From James Clear’s book “Atomic Habits”

To Form a Habit, You Must Give Yourself a Award (a Dopamine hit).

  • “In the beginning, you need a reason to stay on track. This is why immediate rewards are essential. They keep you excited while the delayed rewards accumulate in the background.” (p. 191)

  • Habits are a dopamine-driven feedback loop. Every behavior that is highly habit-forming—taking drugs, eating junk food, playing video games, browsing social media—is associated with higher levels of dopamine. The same can be said for our most basic habitual behaviors like eating food, drinking water, having sex, and interacting socially.” (p. 106)

  • “When it comes to habits, the key takeaway is this: dopamine is released not only when you experience pleasure, but also when you anticipate it. Gambling addicts have a dopamine spike right before they place a bet, not after they win. Cocaine addicts get a surge of dopamine when they see the powder, not after they take it.”( p. 106)

  • “It is the anticipation of a reward—not the fulfillment of it—that gets us to take action.” (p. 106)

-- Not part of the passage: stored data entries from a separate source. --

//! Config Flow Manager
//!
//! Tracks running wizards by flow id and applies finished flows to the
//! config entries store.

use std::collections::HashMap;
use std::sync::Arc;

use ingresso_api::IngressoApi;
use ingresso_config_entries::{
    ConfigEntries, ConfigEntriesError, ConfigEntry, ConfigEntryUpdate, IngressoConfig,
    CONFIG_ENTRY_VERSION,
};
use serde::Serialize;
use serde_json::Value;
use thiserror::Error;
use tokio::sync::{Mutex, RwLock};
use tracing::{debug, info, warn};
use ulid::Ulid;

use crate::flow::{FlowMode, FormSpec, IngressoFlow, StepOutcome};
use crate::result::FlowResult;

/// Flow manager errors
#[derive(Debug, Error)]
pub enum FlowError {
    #[error("Flow {0} not found")]
    UnknownFlow(String),

    #[error("Config entry {0} not found")]
    UnknownEntry(String),

    #[error(transparent)]
    ConfigEntries(#[from] ConfigEntriesError),
}

pub type FlowManagerResult<T> = Result<T, FlowError>;

/// Summary of a running flow
#[derive(Debug, Clone, PartialEq, Eq, Serialize)]
pub struct FlowInfo {
    pub flow_id: String,
    pub handler: String,
    pub step_id: String,
    /// `user` or `options`
    pub source: String,
    #[serde(skip_serializing_if = "Option::is_none")]
    pub entry_id: Option<String>,
}

/// Active flow state, `None` once a step has finished the flow
struct ActiveFlow {
    flow: Mutex<Option<IngressoFlow>>,
}

/// Manages active configuration flows
pub struct FlowManager {
    /// Active flows: flow_id -> flow state
    flows: RwLock<HashMap<String, Arc<ActiveFlow>>>,
    api: Arc<dyn IngressoApi>,
    entries: Arc<ConfigEntries>,
    partnership: String,
}

impl FlowManager {
    pub fn new(
        api: Arc<dyn IngressoApi>,
        entries: Arc<ConfigEntries>,
        partnership: impl Into<String>,
    ) -> Self {
        Self {
            flows: RwLock::new(HashMap::new()),
            api,
            entries,
            partnership: partnership.into(),
        }
    }

    /// Start the initial setup wizard
    pub async fn start_user_flow(&self) -> FlowManagerResult<FlowResult> {
        self.start(FlowMode::User).await
    }

    /// Start reconfiguring an existing entry
    pub async fn start_options_flow(&self, entry_id: &str) -> FlowManagerResult<FlowResult> {
        let entry = self
            .entries
            .get(entry_id)
            .ok_or_else(|| FlowError::UnknownEntry(entry_id.to_string()))?;
        let current = IngressoConfig::from_data(&entry.data)?;

        self.start(FlowMode::Reconfigure {
            entry_id: entry.entry_id,
            current,
        })
        .await
    }

    async fn start(&self, mode: FlowMode) -> FlowManagerResult<FlowResult> {
        let flow_id = Ulid::new().to_string().to_lowercase();
        info!(
            "Starting config flow for {} with flow_id {}",
            self.entries.domain(),
            flow_id
        );

        let active = Arc::new(ActiveFlow {
            flow: Mutex::new(Some(IngressoFlow::new(
                self.api.clone(),
                self.partnership.clone(),
                mode,
            ))),
        });
        self.flows
            .write()
            .await
            .insert(flow_id.clone(), active.clone());

        self.run_step(&flow_id, &active, None).await
    }

    /// Continue a flow with user input
    pub async fn progress_flow(
        &self,
        flow_id: &str,
        user_input: Option<Value>,
    ) -> FlowManagerResult<FlowResult> {
        let active = self
            .flows
            .read()
            .await
            .get(flow_id)
            .cloned()
            .ok_or_else(|| FlowError::UnknownFlow(flow_id.to_string()))?;

        self.run_step(flow_id, &active, user_input.as_ref()).await
    }

    /// Drop a running flow
    pub async fn abort_flow(&self, flow_id: &str) -> FlowManagerResult<FlowResult> {
        self.flows
            .write()
            .await
            .remove(flow_id)
            .ok_or_else(|| FlowError::UnknownFlow(flow_id.to_string()))?;

        info!("Flow {} aborted", flow_id);
        Ok(FlowResult::abort(flow_id, self.entries.domain(), "user_aborted"))
    }

    /// Get list of active flows
    pub async fn list_flows(&self) -> Vec<FlowInfo> {
        let flows = self.flows.read().await;
        let mut infos = Vec::with_capacity(flows.len());

        for (flow_id, active) in flows.iter() {
            let slot = active.flow.lock().await;
            let Some(flow) = slot.as_ref() else {
                continue;
            };
            let (source, entry_id) = match flow.mode() {
                FlowMode::User => ("user", None),
                FlowMode::Reconfigure { entry_id, .. } => ("options", Some(entry_id.clone())),
            };
            infos.push(FlowInfo {
                flow_id: flow_id.clone(),
                handler: self.entries.domain().to_string(),
                step_id: flow.step_id().to_string(),
                source: source.to_string(),
                entry_id,
            });
        }

        infos.sort_by(|a, b| a.flow_id.cmp(&b.flow_id));
        infos
    }

    async fn run_step(
        &self,
        flow_id: &str,
        active: &ActiveFlow,
        user_input: Option<&Value>,
    ) -> FlowManagerResult<FlowResult> {
        let outcome = {
            let mut slot = active.flow.lock().await;
            let flow = slot
                .as_mut()
                .ok_or_else(|| FlowError::UnknownFlow(flow_id.to_string()))?;
            debug!("Progressing flow {} at step {}", flow_id, flow.step_id());
            let outcome = flow.step(user_input).await;
            if !matches!(outcome, StepOutcome::Form(_)) {
                // Later submissions see an unknown flow
                *slot = None;
            }
            outcome
        };
        if !matches!(outcome, StepOutcome::Form(_)) {
            self.flows.write().await.remove(flow_id);
        }

        let handler = self.entries.domain().to_string();
        let result = match outcome {
            StepOutcome::Form(form) => return Ok(form_result(flow_id, &handler, form)),
            StepOutcome::CreateEntry { title, config } => {
                let data = config.to_data();
                let entry = ConfigEntry::new(handler.clone(), title.clone())
                    .with_data(data.clone())
                    .with_version(CONFIG_ENTRY_VERSION);
                let entry = self.entries.add(entry).await?;

                if let Err(e) = self.entries.setup(&entry.entry_id).await {
                    warn!("Setup of new entry {} failed: {}", entry.entry_id, e);
                }

                let mut result =
                    FlowResult::create_entry(flow_id, &handler, title, to_object(data));
                result.entry_id = Some(entry.entry_id);
                result
            }
            StepOutcome::UpdateEntry { entry_id, config } => {
                let existing = self
                    .entries
                    .get(&entry_id)
                    .ok_or_else(|| FlowError::UnknownEntry(entry_id.clone()))?;
                let data = config.merge_into(&existing.data);
                self.entries
                    .update(&entry_id, ConfigEntryUpdate::new().data(data))
                    .await?;

                if let Err(e) = self.entries.reload(&entry_id).await {
                    warn!("Reload of entry {} failed: {}", entry_id, e);
                }

                let mut result = FlowResult::create_entry(
                    flow_id,
                    &handler,
                    String::new(),
                    Value::Object(Default::default()),
                );
                result.entry_id = Some(entry_id);
                result
            }
        };

        info!(
            "Flow {} completed with result type: {:?}",
            flow_id, result.result_type
        );
        Ok(result)
    }
}

fn form_result(flow_id: &str, handler: &str, form: FormSpec) -> FlowResult {
    let mut result = FlowResult::form(flow_id, handler, form.step_id);
    result.data_schema = form.fields;
    result.errors = (!form.errors.is_empty()).then_some(form.errors);
    result.description_placeholders = (!form.placeholders.is_empty()).then_some(form.placeholders);
    result
}

fn to_object(data: HashMap<String, Value>) -> Value {
    Value::Object(data.into_iter().collect())
}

To Make a Habit Stick, Add a Reward With Something You Love to Do.

“You’re more likely to find a behavior attractive if you get to do one of your favorite things at the same time.”

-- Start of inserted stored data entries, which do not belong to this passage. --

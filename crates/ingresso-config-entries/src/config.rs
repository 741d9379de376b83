//! Typed view of an Ingresso config entry's data
//!
//! Persisted field set, schema version 1:
//! `city_id`, `city_name`, `partnership`, `theater` (optional),
//! `theater_name` (optional).

use std::collections::HashMap;

use ingresso_core::conf;
use serde::{Deserialize, Deserializer, Serialize};
use serde_json::Value;

use crate::manager::{ConfigEntriesError, ConfigEntriesResult};

/// Current schema version of the entry data
pub const CONFIG_ENTRY_VERSION: u32 = 1;

/// City/theater selection persisted by the wizard
#[derive(Debug, Clone, PartialEq, Eq, Serialize, Deserialize)]
pub struct IngressoConfig {
    #[serde(deserialize_with = "id_string")]
    pub city_id: String,

    #[serde(default, deserialize_with = "string_or_default")]
    pub city_name: String,

    pub partnership: String,

    /// Theater id; `None` covers every theater of the city
    #[serde(default, deserialize_with = "opt_id_string", skip_serializing_if = "Option::is_none")]
    pub theater: Option<String>,

    #[serde(default, skip_serializing_if = "Option::is_none")]
    pub theater_name: Option<String>,
}

impl IngressoConfig {
    /// Parse entry data, ignoring unknown keys
    ///
    /// Fails when `city_id` or `partnership` is missing or null.
    pub fn from_data(data: &HashMap<String, Value>) -> ConfigEntriesResult<Self> {
        for key in [conf::CITY_ID, conf::PARTNERSHIP] {
            if data.get(key).map_or(true, Value::is_null) {
                return Err(ConfigEntriesError::InvalidData(format!(
                    "missing required field '{}'",
                    key
                )));
            }
        }

        let object: serde_json::Map<String, Value> =
            data.iter().map(|(k, v)| (k.clone(), v.clone())).collect();
        let mut config: IngressoConfig = serde_json::from_value(Value::Object(object))
            .map_err(|e| ConfigEntriesError::InvalidData(e.to_string()))?;

        // A theater name without a theater is meaningless
        if config.theater.as_deref().map_or(true, str::is_empty) {
            config.theater = None;
            config.theater_name = None;
        }

        Ok(config)
    }

    /// Serialize to the persisted field set
    pub fn to_data(&self) -> HashMap<String, Value> {
        let mut data = HashMap::new();
        data.insert(conf::CITY_ID.to_string(), Value::from(self.city_id.clone()));
        data.insert(conf::CITY_NAME.to_string(), Value::from(self.city_name.clone()));
        data.insert(
            conf::PARTNERSHIP.to_string(),
            Value::from(self.partnership.clone()),
        );
        if let Some(theater) = &self.theater {
            data.insert(conf::THEATER.to_string(), Value::from(theater.clone()));
            if let Some(name) = &self.theater_name {
                data.insert(conf::THEATER_NAME.to_string(), Value::from(name.clone()));
            }
        }
        data
    }

    /// Overlay this selection onto existing entry data, keeping other keys
    pub fn merge_into(&self, existing: &HashMap<String, Value>) -> HashMap<String, Value> {
        let mut merged = existing.clone();
        merged.remove(conf::THEATER);
        merged.remove(conf::THEATER_NAME);
        merged.extend(self.to_data());
        merged
    }

    /// Entry title, `"{city} - {theater}"` or just the city
    pub fn title(&self) -> String {
        match &self.theater_name {
            Some(theater) => format!("{} - {}", self.city_name, theater),
            None => self.city_name.clone(),
        }
    }
}

/// Normalize legacy entry data to exactly the version 1 field set
///
/// Unknown keys are dropped and `theater_name` only survives next to a
/// `theater`. Idempotent.
pub fn migrate_data(data: &HashMap<String, Value>) -> ConfigEntriesResult<HashMap<String, Value>> {
    IngressoConfig::from_data(data).map(|config| config.to_data())
}

fn id_string<'de, D>(deserializer: D) -> Result<String, D::Error>
where
    D: Deserializer<'de>,
{
    match Value::deserialize(deserializer)? {
        Value::String(s) => Ok(s),
        Value::Number(n) => Ok(n.to_string()),
        other => Err(serde::de::Error::custom(format!(
            "expected string or number id, got {}",
            other
        ))),
    }
}

fn opt_id_string<'de, D>(deserializer: D) -> Result<Option<String>, D::Error>
where
    D: Deserializer<'de>,
{
    match Value::deserialize(deserializer)? {
        Value::Null => Ok(None),
        Value::String(s) => Ok(Some(s)),
        Value::Number(n) => Ok(Some(n.to_string())),
        other => Err(serde::de::Error::custom(format!(
            "expected string or number id, got {}",
            other
        ))),
    }
}

fn string_or_default<'de, D>(deserializer: D) -> Result<String, D::Error>
where
    D: Deserializer<'de>,
{
    Ok(Option::<String>::deserialize(deserializer)?.unwrap_or_default())
}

  • “Perhaps you want to hear about the latest celebrity gossip, but you need to get in shape. Using temptation bundling, you could only read the tabloids and watch reality shows at the gym.”

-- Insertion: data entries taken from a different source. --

//! Entity ID type representing a domain.object_id pair

use serde::{Deserialize, Serialize};
use std::fmt;
use std::str::FromStr;
use thiserror::Error;

/// Error type for invalid entity IDs
#[derive(Debug, Clone, Error, PartialEq, Eq)]
pub enum EntityIdError {
    #[error("entity_id must contain exactly one '.' separator")]
    InvalidFormat,

    #[error("domain cannot be empty")]
    EmptyDomain,

    #[error("object_id cannot be empty")]
    EmptyObjectId,

    #[error("'{0}' is not a valid slug (lowercase alphanumeric with inner underscores)")]
    InvalidSlug(String),
}

/// Entity ID of an exposed entity (e.g., "sensor.cinemark_eldorado")
#[derive(Debug, Clone, PartialEq, Eq, Hash, Serialize, Deserialize)]
#[serde(try_from = "String", into = "String")]
pub struct EntityId {
    domain: String,
    object_id: String,
}

impl EntityId {
    /// Create a new EntityId from already-slugged parts
    pub fn new(
        domain: impl Into<String>,
        object_id: impl Into<String>,
    ) -> Result<Self, EntityIdError> {
        let domain = domain.into();
        let object_id = object_id.into();

        if domain.is_empty() {
            return Err(EntityIdError::EmptyDomain);
        }
        if object_id.is_empty() {
            return Err(EntityIdError::EmptyObjectId);
        }
        if !is_slug(&domain) {
            return Err(EntityIdError::InvalidSlug(domain));
        }
        if !is_slug(&object_id) {
            return Err(EntityIdError::InvalidSlug(object_id));
        }

        Ok(Self { domain, object_id })
    }

    /// Build an entity id from a human-readable name.
    ///
    /// `"Cinemark Eldorado"` in domain `sensor` becomes
    /// `sensor.cinemark_eldorado`. Fails only when nothing sluggable is left.
    pub fn from_name(domain: impl Into<String>, name: &str) -> Result<Self, EntityIdError> {
        Self::new(domain, slugify(name))
    }

    /// Get the domain part of the entity ID
    pub fn domain(&self) -> &str {
        &self.domain
    }

    /// Get the object_id part of the entity ID
    pub fn object_id(&self) -> &str {
        &self.object_id
    }
}

fn is_slug(s: &str) -> bool {
    !s.starts_with('_')
        && !s.ends_with('_')
        && s.chars()
            .all(|c| c.is_ascii_lowercase() || c.is_ascii_digit() || c == '_')
}

/// Fold the accented letters found in Brazilian city and theater names
fn fold_accent(c: char) -> char {
    match c {
        'á' | 'à' | 'â' | 'ã' | 'ä' => 'a',
        'é' | 'è' | 'ê' | 'ë' => 'e',
        'í' | 'ì' | 'î' | 'ï' => 'i',
        'ó' | 'ò' | 'ô' | 'õ' | 'ö' => 'o',
        'ú' | 'ù' | 'û' | 'ü' => 'u',
        'ç' => 'c',
        'ñ' => 'n',
        other => other,
    }
}

/// Turn a display name into a lowercase, underscore-separated slug
pub fn slugify(name: &str) -> String {
    let mut slug = String::with_capacity(name.len());
    let mut pending_sep = false;

    for c in name.chars().flat_map(char::to_lowercase).map(fold_accent) {
        if c.is_ascii_alphanumeric() {
            if pending_sep && !slug.is_empty() {
                slug.push('_');
            }
            pending_sep = false;
            slug.push(c);
        } else {
            pending_sep = true;
        }
    }

    slug
}

impl FromStr for EntityId {
    type Err = EntityIdError;

    fn from_str(s: &str) -> Result<Self, Self::Err> {
        match s.split_once('.') {
            Some((domain, object_id)) if !object_id.contains('.') => {
                Self::new(domain, object_id)
            }
            _ => Err(EntityIdError::InvalidFormat),
        }
    }
}

impl TryFrom<String> for EntityId {
    type Error = EntityIdError;

    fn try_from(s: String) -> Result<Self, Self::Error> {
        s.parse()
    }
}

impl From<EntityId> for String {
    fn from(id: EntityId) -> String {
        id.to_string()
    }
}

impl fmt::Display for EntityId {
    fn fmt(&self, f: &mut fmt::Formatter<'_>) -> fmt::Result {
        write!(f, "{}.{}", self.domain, self.object_id)
    }
}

  • “If you love to check Facebook, but want to do more exercise “After I pull out my phone, I will do ten burpees (need). After I do ten burpees, I will check Facebook (want).” (p. 111)

  • “If you love ESPN but you want to do more sales. “After I get back from my lunch break, I will call three potential clients (need). After I call three potential clients, I will check ESPN (want).””

  • “Maybe you want to get a pedicure, but you need to clean out your email inbox. Solution: only get a pedicure while processing overdue work emails.” (p. 109)

  • “Ronan Byrne, an electrical engineering student in Dublin, Ireland, enjoyed watching Netflix, but he also knew that he should exercise more often than he did. Putting his engineering skills to use, Byrne hacked his stationary bike and connected it to his laptop and television. Then he wrote a computer program that would allow Netflix to run only if he was cycling at a certain speed. If he slowed down for too long, whatever show he was watching would pause until he started pedaling again.” (p. 108)

  • “If you love news, but want to be more grateful. “After I get my morning coffee, I will say one thing I’m grateful for that happened yesterday (need). After I say one thing I’m grateful for, I will read the news (want).”

Examples of How Companies Get You Addicted to Their Products By Giving You Rewards (Dopamine Hits).

  • Food scientists goal it to create addictive foods. They use the perfect combination of sugar, salt, and fat in the food to make it an award. People have become addicted to the reward and eating junk food has become a habit.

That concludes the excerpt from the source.